Rikki Beadle-Blair

English actor, playwright, screenwriter and director Rikki Beadle-Blair was BOTD in 1961. Born in London to a working-class family, he and his siblings were raised by his openly gay mother. He developed an early interest in theatre, studying drama at the Bermondsey Lamp Post, the Anna Scher Theatre and the Old Vic Youth Theatre. He rose to public attention as the screenwriter of Nigel Finch‘s 1995 film Stonewall, a fictionalised account of the gay and trans protesters who led the Stonewall Riots in 1960s New York City. Beadle-Blair later adapted his screenplay for a stage production, performed by his production company Team Angelica. In 2001, he created the TV comedy series Metrosexuality, about a racially and sexually diverse group of friends living in West London, co-starring Beadle-Blair as an openly gay father. In an intriguing change of pace, he travelled to Jamaica in 2004 to make the radio documentary The Roots of Homophobia, exploring homophobic attitudes in contemporary Jamaican culture. The writer of over 40 stage plays, he best-known work is 2007’s FIT, originally commissioned by Manchester arts organisation queerupnorth and the Stonewall Foundation to combat homophobia in high schools.
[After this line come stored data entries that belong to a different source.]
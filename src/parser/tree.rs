use crate::string::Word;

/// The root of a parsed program: everything between `PROGRAM` and its `END`.
#[derive(Debug, Clone, PartialEq, Eq)]
pub struct Program {
    pub body: StatementList,
}

#[derive(Debug, Clone, PartialEq, Eq, Default)]
pub struct StatementList {
    pub commands: Vec<Command>,
    /// False when the input ran out before the closing `END`.
    pub terminated: bool,
}

#[derive(Debug, Clone, PartialEq, Eq)]
pub enum Command {
    ForLoop(ForLoop),
    Primitive(Primitive),
}

/// `FOR <var> FROM <int> TO <int> ... END`, both bounds inclusive.
#[derive(Debug, Clone, PartialEq, Eq)]
pub struct ForLoop {
    pub variable: Option<Word>,
    pub start: i64,
    pub end: i64,
    pub body: StatementList,
}

impl ForLoop {
    pub fn iteration_count(&self) -> u128 {
        if self.start > self.end {
            0
        } else {
            (i128::from(self.end) - i128::from(self.start) + 1) as u128
        }
    }
}

#[derive(Debug, Clone, PartialEq, Eq)]
pub enum Primitive {
    Println { keyword: Word, text: Option<Word> },
    /// Any other command word. Interpreting it does nothing.
    Unrecognized(Word),
}
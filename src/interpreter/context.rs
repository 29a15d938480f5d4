use super::SystemContext;

pub struct StdioContext;

impl SystemContext for StdioContext {
    fn writeln(&mut self, text: &str) {
        println!("{text}");
    }
}

#[derive(Debug, Default)]
pub struct BufferedContext {
    buffer: String,
}

impl BufferedContext {
    pub fn new() -> Self {
        Self {
            buffer: String::new(),
        }
    }

    pub fn lines(&self) -> impl Iterator<Item = &str> {
        self.buffer.lines()
    }

    pub fn into_data(self) -> String {
        self.buffer
    }
}

impl SystemContext for BufferedContext {
    fn writeln(&mut self, text: &str) {
        self.buffer.push_str(text);
        self.buffer.push('\n');
    }
}
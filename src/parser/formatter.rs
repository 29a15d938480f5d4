use super::{
    tree::{Command, ForLoop, Primitive, Program, StatementList},
    LoopBound, Parser, ParserError, ParserErrorKind,
};
use crate::lexer::LineBreaks;
use ariadne::{Color, Config, Label, Report, ReportKind, Source};
use std::{fmt::Write, path::Path};

const WRITE_FMT_MSG: &'static str =
    "Encountered an error while attempting to write format string to buffer.";
const ARIADNE_MSG: &'static str = "Ariadne produces valid utf-8 strings";
const ARIADNE_WRITE_MSG: &'static str = "Write into buffer should not fail.";

pub trait ParserFormatter {
    fn format(&self, program: &Program) -> String;
    fn format_error(&self, error: &ParserError) -> String;

    fn format_error_in_place(&self, buffer: &mut String, error: &ParserError) {
        write!(buffer, "{}", self.format_error(error)).expect(WRITE_FMT_MSG);
    }
}

pub trait ToFormatter<F>
where
    F: ParserFormatter,
{
    fn create_formatter(&self) -> F;
}

pub struct DebugParserFormatter;

impl ParserFormatter for DebugParserFormatter {
    fn format(&self, program: &Program) -> String {
        format!("{program:?}")
    }

    fn format_error(&self, error: &ParserError) -> String {
        format!("{error:?}")
    }
}

/// Renders a tree as a single-line S-expression.
pub struct SExpressionFormatter;

impl SExpressionFormatter {
    pub fn format_program(program: &Program) -> String {
        let mut buffer = String::from("(program");
        Self::format_statement_list(&mut buffer, &program.body);
        buffer.push(')');
        buffer
    }

    fn format_statement_list(buffer: &mut String, list: &StatementList) {
        for command in list.commands.iter() {
            buffer.push(' ');
            Self::format_command(buffer, command);
        }
    }

    fn format_command(buffer: &mut String, command: &Command) {
        match command {
            Command::ForLoop(for_loop) => Self::format_for_loop(buffer, for_loop),
            Command::Primitive(primitive) => Self::format_primitive(buffer, primitive),
        }
    }

    fn format_for_loop(buffer: &mut String, for_loop: &ForLoop) {
        let ForLoop {
            variable,
            start,
            end,
            body,
        } = for_loop;
        let variable = variable.as_ref().map_or("_", |word| word.text.as_str());
        write!(buffer, "(for {variable} {start} {end}").expect(WRITE_FMT_MSG);
        Self::format_statement_list(buffer, body);
        buffer.push(')');
    }

    fn format_primitive(buffer: &mut String, primitive: &Primitive) {
        match primitive {
            Primitive::Println {
                text: Some(text), ..
            } => write!(buffer, "(println {text})").expect(WRITE_FMT_MSG),
            Primitive::Println { text: None, .. } => buffer.push_str("(println)"),
            Primitive::Unrecognized(keyword) => {
                write!(buffer, "(noop {keyword})").expect(WRITE_FMT_MSG)
            }
        }
    }
}

/// One diagnostic per line, prefixed with the line it was found on.
pub struct BasicParserFormatter {
    line_breaks: LineBreaks,
}

impl BasicParserFormatter {
    pub fn new(text: &str) -> Self {
        Self {
            line_breaks: LineBreaks::new(text),
        }
    }
}

impl<'src> ToFormatter<BasicParserFormatter> for Parser<'src> {
    fn create_formatter(&self) -> BasicParserFormatter {
        BasicParserFormatter {
            line_breaks: self.get_line_breaks(),
        }
    }
}

impl ParserFormatter for BasicParserFormatter {
    fn format(&self, program: &Program) -> String {
        SExpressionFormatter::format_program(program)
    }

    fn format_error(&self, error: &ParserError) -> String {
        let line = self.line_breaks.get_line_from_span(error.span);
        format!("({line}) [Parser] {error}")
    }
}

pub struct PrettyParserFormatter<'src> {
    text: &'src str,
    path: &'src Path,
    color: bool,
}

impl<'src> PrettyParserFormatter<'src> {
    pub fn new(text: &'src str, path: &'src Path) -> Self {
        Self {
            text,
            path,
            color: true,
        }
    }

    /// Disables ANSI colour codes, e.g. when the output is not a terminal.
    pub fn with_color(mut self, color: bool) -> Self {
        self.color = color;
        self
    }

    fn label_message(kind: &ParserErrorKind) -> String {
        match kind {
            ParserErrorKind::MissingProgramKeyword { found: Some(found) } => {
                format!("Expected PROGRAM but got {found}")
            }
            ParserErrorKind::MissingProgramKeyword { found: None } => "The source is empty".into(),
            ParserErrorKind::MissingEnd => "File ends here...".into(),
            ParserErrorKind::MalformedForBound {
                bound,
                found: Some(found),
            } => format!("{found} is not an integer {}", Self::bound_name(bound)),
            ParserErrorKind::MalformedForBound { found: None, .. } => "File ends here...".into(),
            ParserErrorKind::MissingLoopVariable => "This loop binds no variable".into(),
            ParserErrorKind::MissingPrintArgument => "Nothing follows this PRINTLN".into(),
            ParserErrorKind::NestingTooDeep { .. } => "This loop and its body are skipped".into(),
        }
    }

    fn bound_name(bound: &LoopBound) -> &'static str {
        match bound {
            LoopBound::From => "start",
            LoopBound::To => "end",
        }
    }
}

impl<'src> ParserFormatter for PrettyParserFormatter<'src> {
    fn format(&self, program: &Program) -> String {
        SExpressionFormatter::format_program(program)
    }

    fn format_error(&self, error: &ParserError) -> String {
        let path = &self.path.to_string_lossy();
        let span = error.span.range();
        let mut output = std::io::Cursor::new(Vec::new());
        Report::build(ReportKind::Error, (path, span.clone()))
            .with_config(Config::default().with_color(self.color))
            .with_code(error.code())
            .with_message(error.to_string())
            .with_label(
                Label::new((path, span))
                    .with_message(Self::label_message(&error.kind))
                    .with_color(Color::BrightRed),
            )
            .finish()
            .write((path, Source::from(self.text)), &mut output)
            .expect(ARIADNE_WRITE_MSG);
        String::from_utf8(output.into_inner()).expect(ARIADNE_MSG)
    }
}
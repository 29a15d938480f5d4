use crate::lexer::Span;
use compact_str::CompactString;
use thiserror::Error;

/// Which end of a loop range a malformed bound belongs to.
#[derive(Debug, Clone, Copy, PartialEq, Eq)]
pub enum LoopBound {
    From,
    To,
}

impl std::fmt::Display for LoopBound {
    fn fmt(&self, f: &mut std::fmt::Formatter<'_>) -> std::fmt::Result {
        match self {
            LoopBound::From => write!(f, "FROM"),
            LoopBound::To => write!(f, "TO"),
        }
    }
}

#[derive(Debug, Error, Clone, PartialEq, Eq)]
pub enum ParserErrorKind {
    #[error("Expected 'PROGRAM' at the start of the program.")]
    MissingProgramKeyword { found: Option<CompactString> },
    #[error("Expected 'END' before the end of input.")]
    MissingEnd,
    #[error("Expected an integer after '{bound}'.")]
    MalformedForBound {
        bound: LoopBound,
        found: Option<CompactString>,
    },
    #[error("Expected a loop variable after 'FOR'.")]
    MissingLoopVariable,
    #[error("Expected text after 'PRINTLN'.")]
    MissingPrintArgument,
    #[error("Loops may not be nested more than {limit} deep.")]
    NestingTooDeep { limit: usize },
}

#[derive(Debug, Error, Clone, PartialEq, Eq)]
#[error("{kind}")]
pub struct ParserError {
    #[source]
    pub kind: ParserErrorKind,
    pub span: Span,
}

impl ParserError {
    pub fn code(&self) -> &'static str {
        match self.kind {
            ParserErrorKind::MissingProgramKeyword { .. } => "P001",
            ParserErrorKind::MissingEnd => "P002",
            ParserErrorKind::MalformedForBound { .. } => "P003",
            ParserErrorKind::MissingLoopVariable => "P004",
            ParserErrorKind::MissingPrintArgument => "P005",
            ParserErrorKind::NestingTooDeep { .. } => "P006",
        }
    }
}
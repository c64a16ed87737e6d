//
// Copyright 2017-2026 Hans W. Uhlig. All Rights Reserved.
//
// Licensed under the Apache License, Version 2.0 (the "License");
// you may not use this file except in compliance with the License.
// You may obtain a copy of the License at
//
//      http://www.apache.org/licenses/LICENSE-2.0
//
// Unless required by applicable law or agreed to in writing, software
// distributed under the License is distributed on an "AS IS" BASIS,
// WITHOUT WARRANTIES OR CONDITIONS OF ANY KIND, either express or implied.
// See the License for the specific language governing permissions and
// limitations under the License.
//


use crate::frame::{TelnetFrame, TelnetVerb};
use crate::consts;
use std::fmt::Formatter;

///
/// [Telnet Terminal Options](https://www.iana.org/assignments/telnet-options/telnet-options.xhtml)
///
/// Only the options a MUD server commonly meets are named; every other code is carried as
/// [`TelnetOption::Unknown`] and negotiated like any other option.
///
#[derive(Clone, Copy, Debug, Eq, Hash, PartialEq)]
pub enum TelnetOption {
    /// [`consts::option::BINARY`] Telnet Binary Transmission [RFC856](https://tools.ietf.org/html/rfc856)
    TransmitBinary,
    /// [`consts::option::ECHO`] Telnet Echo Option [RFC857](https://tools.ietf.org/html/rfc857)
    Echo,
    /// [`consts::option::SGA`] Suppress Go ahead [RFC858](https://tools.ietf.org/html/rfc858)
    SuppressGoAhead,
    /// [`consts::option::STATUS`] Telnet Status Option [RFC859](http://www.iana.org/go/rfc859)
    Status,
    /// [`consts::option::TM`] Telnet Timing Mark Option [RFC860](http://www.iana.org/go/rfc860)
    TimingMark,
    /// [`consts::option::TTYPE`] Terminal Type [RFC1091](http://www.iana.org/go/rfc1091)
    TTYPE,
    /// [`consts::option::EOR`] End of Record [RFC885](http://www.iana.org/go/rfc885)
    EOR,
    /// [`consts::option::NAWS`] Negotiate About Window Size [RFC1073](http://www.iana.org/go/rfc1073)
    NAWS,
    /// [`consts::option::TSPEED`] Terminal Speed [RFC1079](http://www.iana.org/go/rfc1079)
    TSPEED,
    /// [`consts::option::LFLOW`] Remote Flow Control [RFC1372](http://www.iana.org/go/rfc1372)
    LFLOW,
    /// [`consts::option::LINEMODE`] Linemode [RFC1184](http://www.iana.org/go/rfc1184)
    Linemode,
    /// [`consts::option::NEW_ENVIRONMENT`] New Environment Option [RFC1572](http://www.iana.org/go/rfc1572)
    NewEnvironment,
    /// [`consts::option::CHARSET`] Charset [RFC2066](http://www.iana.org/go/rfc2066)
    Charset,
    /// [`consts::option::MSDP`] Mud Server Data Protocol [MSDP](https://tintin.sourceforge.io/protocols/msdp/)
    MSDP,
    /// [`consts::option::MSSP`] Mud Server Status Protocol [MSSP](https://tintin.sourceforge.io/protocols/mssp/)
    MSSP,
    /// [`consts::option::COMPRESS1`] Mud Client Compression Protocol version 1 [MCCPv1](http://www.gammon.com.au/mccp/protocol.html)
    Compress1,
    /// [`consts::option::COMPRESS2`] Mud Client Compression Protocol version 2 [MCCPv2](https://tintin.sourceforge.io/protocols/mccp/)
    Compress2,
    /// [`consts::option::ZMP`] Zenith Mud Protocol [ZMP](http://discworld.starturtle.net/external/protocols/zmp.html)
    ZMP,
    /// [`consts::option::GMCP`] Generic Mud Communication Protocol [GMCP Protocol](https://www.gammon.com.au/gmcp)
    GMCP,
    /// Unknown Option
    Unknown(u8),
}

impl TelnetOption {
    /// Converts a `TelnetOption` into its option code.
    pub fn to_u8(&self) -> u8 {
        match self {
            TelnetOption::TransmitBinary => consts::option::BINARY,
            TelnetOption::Echo => consts::option::ECHO,
            TelnetOption::SuppressGoAhead => consts::option::SGA,
            TelnetOption::Status => consts::option::STATUS,
            TelnetOption::TimingMark => consts::option::TM,
            TelnetOption::TTYPE => consts::option::TTYPE,
            TelnetOption::EOR => consts::option::EOR,
            TelnetOption::NAWS => consts::option::NAWS,
            TelnetOption::TSPEED => consts::option::TSPEED,
            TelnetOption::LFLOW => consts::option::LFLOW,
            TelnetOption::Linemode => consts::option::LINEMODE,
            TelnetOption::NewEnvironment => consts::option::NEW_ENVIRONMENT,
            TelnetOption::Charset => consts::option::CHARSET,
            TelnetOption::MSDP => consts::option::MSDP,
            TelnetOption::MSSP => consts::option::MSSP,
            TelnetOption::Compress1 => consts::option::COMPRESS1,
            TelnetOption::Compress2 => consts::option::COMPRESS2,
            TelnetOption::ZMP => consts::option::ZMP,
            TelnetOption::GMCP => consts::option::GMCP,
            TelnetOption::Unknown(byte) => *byte,
        }
    }

    /// Converts an option code into a `TelnetOption`.
    ///
    /// Codes without a named variant map to `TelnetOption::Unknown`.
    pub fn from_u8(byte: u8) -> Self {
        match byte {
            consts::option::BINARY => TelnetOption::TransmitBinary,
            consts::option::ECHO => TelnetOption::Echo,
            consts::option::SGA => TelnetOption::SuppressGoAhead,
            consts::option::STATUS => TelnetOption::Status,
            consts::option::TM => TelnetOption::TimingMark,
            consts::option::TTYPE => TelnetOption::TTYPE,
            consts::option::EOR => TelnetOption::EOR,
            consts::option::NAWS => TelnetOption::NAWS,
            consts::option::TSPEED => TelnetOption::TSPEED,
            consts::option::LFLOW => TelnetOption::LFLOW,
            consts::option::LINEMODE => TelnetOption::Linemode,
            consts::option::NEW_ENVIRONMENT => TelnetOption::NewEnvironment,
            consts::option::CHARSET => TelnetOption::Charset,
            consts::option::MSDP => TelnetOption::MSDP,
            consts::option::MSSP => TelnetOption::MSSP,
            consts::option::COMPRESS1 => TelnetOption::Compress1,
            consts::option::COMPRESS2 => TelnetOption::Compress2,
            consts::option::ZMP => TelnetOption::ZMP,
            consts::option::GMCP => TelnetOption::GMCP,
            byte => TelnetOption::Unknown(byte),
        }
    }
}
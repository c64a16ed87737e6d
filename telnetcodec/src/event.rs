//
// Copyright 2017-2026 Hans W. Uhlig. All Rights Reserved.
//
// Licensed under the Apache License, Version 2.0 (the "License");
// you may not use this file except in compliance with the License.
// You may obtain a copy of the License at
//
//      http://www.apache.org/licenses/LICENSE-2.0
//
// Unless required by applicable law or agreed to in writing, software
// distributed under the License is distributed on an "AS IS" BASIS,
// WITHOUT WARRANTIES OR CONDITIONS OF ANY KIND, either express or implied.
// See the License for the specific language governing permissions and
// limitations under the License.
//


use crate::frame::TelnetVerb;
use crate::options::{TelnetOption, TelnetSide};
use bytes::Bytes;

///
/// `TelnetEvent` is what the decoder raises while consuming bytes from a peer.
///
/// Negotiation is settled inside the codec. The decoder reports its outcome in up to three
/// events, always in this order: a `Transmit` carrying the reply the Q-method requires, the
/// `Negotiate` request as received, and an `OptionStatus` when the option changed state.
///
#[derive(Clone, Debug, PartialEq)]
pub enum TelnetEvent {
    /// Application data byte
    Data(u8),
    /// Plain telnet bytes that must be written to the peer through [`TelnetCodec::transmit`]
    ///
    /// [`TelnetCodec::transmit`]: crate::TelnetCodec::transmit
    Transmit(Bytes),
    /// The peer sent a negotiation command
    Negotiate(TelnetVerb, TelnetOption),
    /// Indicate a completed Negotiation
    /// Parameters: (option, side, enabled)
    OptionStatus(TelnetOption, TelnetSide, bool),
    /// Subnegotiation payload with IAC escapes removed
    Subnegotiate(TelnetOption, Bytes),
    /// No Operation
    NoOperation,
    /// End of urgent Data Stream
    DataMark,
    /// Operator pressed the Break key or the Attention key.
    Break,
    /// Interrupt current process.
    InterruptProcess,
    /// Cancel output from the current process.
    AbortOutput,
    /// Request acknowledgment.
    AreYouThere,
    /// Request that the operator erase the previous character.
    EraseCharacter,
    /// Request that the operator erase the previous line.
    EraseLine,
    /// End of input for half-duplex connections.
    GoAhead,
    /// End of Record
    EndOfRecord,
    /// Malformed but recoverable protocol data
    Warning(String),
}
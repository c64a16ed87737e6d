//
// Copyright 2017-2026 Hans W. Uhlig. All Rights Reserved.
//
// Licensed under the Apache License, Version 2.0 (the "License");
// you may not use this file except in compliance with the License.
// You may obtain a copy of the License at
//
//      http://www.apache.org/licenses/LICENSE-2.0
//
// Unless required by applicable law or agreed to in writing, software
// distributed under the License is distributed on an "AS IS" BASIS,
// WITHOUT WARRANTIES OR CONDITIONS OF ANY KIND, either express or implied.
// See the License for the specific language governing permissions and
// limitations under the License.
//


//! # Stream Compression
//!
//! This crate provides the synchronous compression primitives used to implement the MUD Client
//! Compression Protocol (MCCP). Unlike a general purpose stream wrapper, a [`Compressor`] is fed
//! discrete writes and flushes each of them with a zlib *sync flush*, so every chunk it produces
//! can be decoded by the peer as soon as it arrives. That property is what lets a single-threaded
//! server interleave compressed prompts with ordinary output without ever waiting on a timer.
//!
//! ## Basic Usage
//!
//! ```rust
//! use bytes::BytesMut;
//! use mudcore_compress::{Algorithm, Compressor, Decompressor};
//!
//! let mut compressor = Compressor::new(Algorithm::Zlib);
//! let mut wire = BytesMut::new();
//! compressor.compress(b"Welcome to the realm!\r\n", &mut wire).unwrap();
//!
//! let mut decompressor = Decompressor::new(Algorithm::Zlib);
//! let mut plain = BytesMut::new();
//! decompressor.decompress(&wire, &mut plain).unwrap();
//! assert_eq!(&plain[..], b"Welcome to the realm!\r\n");
//! ```
//!
//! ## Algorithm Selection
//!
//! - **`Algorithm::None`**: pass-through, the bytes are copied unchanged
//! - **`Algorithm::Zlib`**: DEFLATE with a zlib wrapper, the format MCCP v2 mandates
//! - **`Algorithm::Deflate`**: raw DEFLATE without header or checksum
//!
//! ## Stream Finalization
//!
//! [`Compressor::finish`] writes the end of stream marker. After that point the peer expects
//! uncompressed data again, and any further call to [`Compressor::compress`] fails.

#![warn(missing_docs, rust_2018_idioms)]

use bytes::BytesMut;
use flate2::{Compress, Compression, Decompress, FlushCompress, FlushDecompress, Status};
use std::io;
use tracing::trace;

/// Size of the scratch block used while pumping data through the engine.
const CHUNK_SIZE: usize = 4096;

/// Compression algorithm selection.
///
/// | Algorithm | Format | Use Case |
/// |-----------|--------|----------|
/// | `None` | raw bytes | compression negotiated off, testing |
/// | `Zlib` | RFC 1950 | MCCP v2 |
/// | `Deflate` | RFC 1951 | custom framings without checksums |
#[derive(Debug, Clone, Copy, PartialEq, Eq, Default)]
pub enum Algorithm {
    /// No compression, data passes through unchanged.
    #[default]
    None,
    /// DEFLATE with a zlib header and Adler-32 trailer.
    Zlib,
    /// Raw DEFLATE.
    Deflate,
}

impl Algorithm {
    fn zlib_header(self) -> bool {
        matches!(self, Algorithm::Zlib)
    }
}

/// An incremental compressor that sync-flushes every write.
///
/// Each call to [`compress`](Compressor::compress) consumes all of its input and appends a
/// self-contained, immediately decodable block to the destination buffer.
pub struct Compressor {
    algorithm: Algorithm,
    engine: Option<Compress>,
    finished: bool,
}

impl Compressor {
    /// Create a compressor using the default compression level.
    pub fn new(algorithm: Algorithm) -> Self {
        Self::with_level(algorithm, Compression::default().level())
    }

    /// Create a compressor with an explicit level between 0 (store) and 9 (best).
    pub fn with_level(algorithm: Algorithm, level: u32) -> Self {
        let engine = match algorithm {
            Algorithm::None => None,
            Algorithm::Zlib | Algorithm::Deflate => Some(Compress::new(
                Compression::new(level.min(9)),
                algorithm.zlib_header(),
            )),
        };
        Compressor {
            algorithm,
            engine,
            finished: false,
        }
    }

    /// The algorithm this compressor was created with.
    pub fn algorithm(&self) -> Algorithm {
        self.algorithm
    }

    /// Whether the end of stream marker has been written.
    pub fn is_finished(&self) -> bool {
        self.finished
    }

    /// Total number of uncompressed bytes consumed so far.
    pub fn total_in(&self) -> u64 {
        self.engine.as_ref().map_or(0, Compress::total_in)
    }

    /// Total number of compressed bytes produced so far.
    pub fn total_out(&self) -> u64 {
        self.engine.as_ref().map_or(0, Compress::total_out)
    }

    /// Compress `input` and append the sync-flushed output to `dst`.
    ///
    /// Returns the number of bytes appended to `dst`.
    pub fn compress(&mut self, input: &[u8], dst: &mut BytesMut) -> io::Result<usize> {
        if self.finished {
            return Err(io::Error::other("compression stream already finished"));
        }
        if input.is_empty() {
            return Ok(0);
        }
        let Some(engine) = self.engine.as_mut() else {
            dst.extend_from_slice(input);
            return Ok(input.len());
        };

        let mut chunk = [0u8; CHUNK_SIZE];
        let mut consumed = 0usize;
        let mut written = 0usize;
        loop {
            let before_in = engine.total_in();
            let before_out = engine.total_out();
            engine
                .compress(&input[consumed..], &mut chunk, FlushCompress::Sync)
                .map_err(io::Error::other)?;
            let read = (engine.total_in() - before_in) as usize;
            let produced = (engine.total_out() - before_out) as usize;
            consumed += read;
            written += produced;
            dst.extend_from_slice(&chunk[..produced]);

            // The flush is complete once all input is taken and the engine left room to spare.
            if consumed == input.len() && produced < CHUNK_SIZE {
                break;
            }
            if read == 0 && produced == 0 {
                return Err(io::Error::other("compressor made no progress"));
            }
        }
        trace!(input = input.len(), output = written, "Compressed block");
        Ok(written)
    }

    /// Write the end of stream marker to `dst`.
    ///
    /// Calling this more than once is a no-op.
    pub fn finish(&mut self, dst: &mut BytesMut) -> io::Result<usize> {
        if self.finished {
            return Ok(0);
        }
        self.finished = true;
        let Some(engine) = self.engine.as_mut() else {
            return Ok(0);
        };

        let mut chunk = [0u8; CHUNK_SIZE];
        let mut written = 0usize;
        loop {
            let before_out = engine.total_out();
            let status = engine
                .compress(&[], &mut chunk, FlushCompress::Finish)
                .map_err(io::Error::other)?;
            let produced = (engine.total_out() - before_out) as usize;
            written += produced;
            dst.extend_from_slice(&chunk[..produced]);
            match status {
                Status::StreamEnd => break,
                Status::Ok | Status::BufError if produced == 0 => {
                    return Err(io::Error::other("compressor failed to finish stream"));
                }
                Status::Ok | Status::BufError => {}
            }
        }
        Ok(written)
    }
}

impl std::fmt::Debug for Compressor {
    fn fmt(&self, f: &mut std::fmt::Formatter<'_>) -> std::fmt::Result {
        f.debug_struct("Compressor")
            .field("algorithm", &self.algorithm)
            .field("total_in", &self.total_in())
            .field("total_out", &self.total_out())
            .field("finished", &self.finished)
            .finish()
    }
}

/// The inverse of [`Compressor`], used by clients and by tests.
pub struct Decompressor {
    algorithm: Algorithm,
    engine: Option<Decompress>,
    finished: bool,
}

impl Decompressor {
    /// Create a decompressor for the given algorithm.
    pub fn new(algorithm: Algorithm) -> Self {
        let engine = match algorithm {
            Algorithm::None => None,
            Algorithm::Zlib | Algorithm::Deflate => {
                Some(Decompress::new(algorithm.zlib_header()))
            }
        };
        Decompressor {
            algorithm,
            engine,
            finished: false,
        }
    }

    /// The algorithm this decompressor was created with.
    pub fn algorithm(&self) -> Algorithm {
        self.algorithm
    }

    /// Whether the end of the compressed stream has been reached.
    ///
    /// Bytes following the end marker are not part of the compressed stream.
    pub fn is_finished(&self) -> bool {
        self.finished
    }

    /// Decompress as much of `input` as possible into `dst`.
    ///
    /// Returns the number of input bytes consumed. This is less than `input.len()` only when the
    /// end of stream marker was reached before the end of `input`.
    pub fn decompress(&mut self, input: &[u8], dst: &mut BytesMut) -> io::Result<usize> {
        if self.finished {
            return Ok(0);
        }
        let Some(engine) = self.engine.as_mut() else {
            dst.extend_from_slice(input);
            return Ok(input.len());
        };

        let mut chunk = [0u8; CHUNK_SIZE];
        let mut consumed = 0usize;
        loop {
            let before_in = engine.total_in();
            let before_out = engine.total_out();
            let status = engine
                .decompress(&input[consumed..], &mut chunk, FlushDecompress::Sync)
                .map_err(|err| io::Error::new(io::ErrorKind::InvalidData, err))?;
            let read = (engine.total_in() - before_in) as usize;
            let produced = (engine.total_out() - before_out) as usize;
            consumed += read;
            dst.extend_from_slice(&chunk[..produced]);

            if status == Status::StreamEnd {
                self.finished = true;
                break;
            }
            if consumed == input.len() && produced < CHUNK_SIZE {
                break;
            }
            if read == 0 && produced == 0 {
                break;
            }
        }
        Ok(consumed)
    }
}

impl std::fmt::Debug for Decompressor {
    fn fmt(&self, f: &mut std::fmt::Formatter<'_>) -> std::fmt::Result {
        f.debug_struct("Decompressor")
            .field("algorithm", &self.algorithm)
            .field("finished", &self.finished)
            .finish()
    }
}

#[cfg(test)]
mod tests {
    use super::*;

    #[test]
    fn passthrough_copies_input() {
        let mut compressor = Compressor::new(Algorithm::None);
        let mut dst = BytesMut::new();
        assert_eq!(compressor.compress(b"plain", &mut dst).unwrap(), 5);
        assert_eq!(&dst[..], b"plain");
        assert_eq!(compressor.total_in(), 0);
    }

    #[test]
    fn empty_input_produces_nothing() {
        let mut compressor = Compressor::new(Algorithm::Zlib);
        let mut dst = BytesMut::new();
        assert_eq!(compressor.compress(b"", &mut dst).unwrap(), 0);
        assert!(dst.is_empty());
    }

    #[test]
    fn zlib_stream_starts_with_header() {
        let mut compressor = Compressor::new(Algorithm::Zlib);
        let mut dst = BytesMut::new();
        compressor.compress(b"hello", &mut dst).unwrap();
        assert_eq!(dst[0], 0x78);
        // A sync flush always ends with an empty stored block.
        assert_eq!(&dst[dst.len() - 4..], &[0x00, 0x00, 0xFF, 0xFF]);
    }

    #[test]
    fn compress_after_finish_fails() {
        let mut compressor = Compressor::new(Algorithm::Zlib);
        let mut dst = BytesMut::new();
        compressor.compress(b"bye", &mut dst).unwrap();
        assert!(compressor.finish(&mut dst).unwrap() > 0);
        assert!(compressor.is_finished());
        assert_eq!(compressor.finish(&mut dst).unwrap(), 0);
        assert!(compressor.compress(b"again", &mut dst).is_err());
    }
}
After a national tour, Beadle-Blair adapted and directed a 2010 feature film of the same name. In 2010, he and his creative partner John R. Gordon founded Team Angelica Publishing, committed to publishing and promoting work by LGBTQ people of colour. Beadle-Blair was appointed a Member of the British Empire in 2015, in recognition of his services to drama. He continues to live and work in London. Openly gay since forever, his current relationship status is unknown.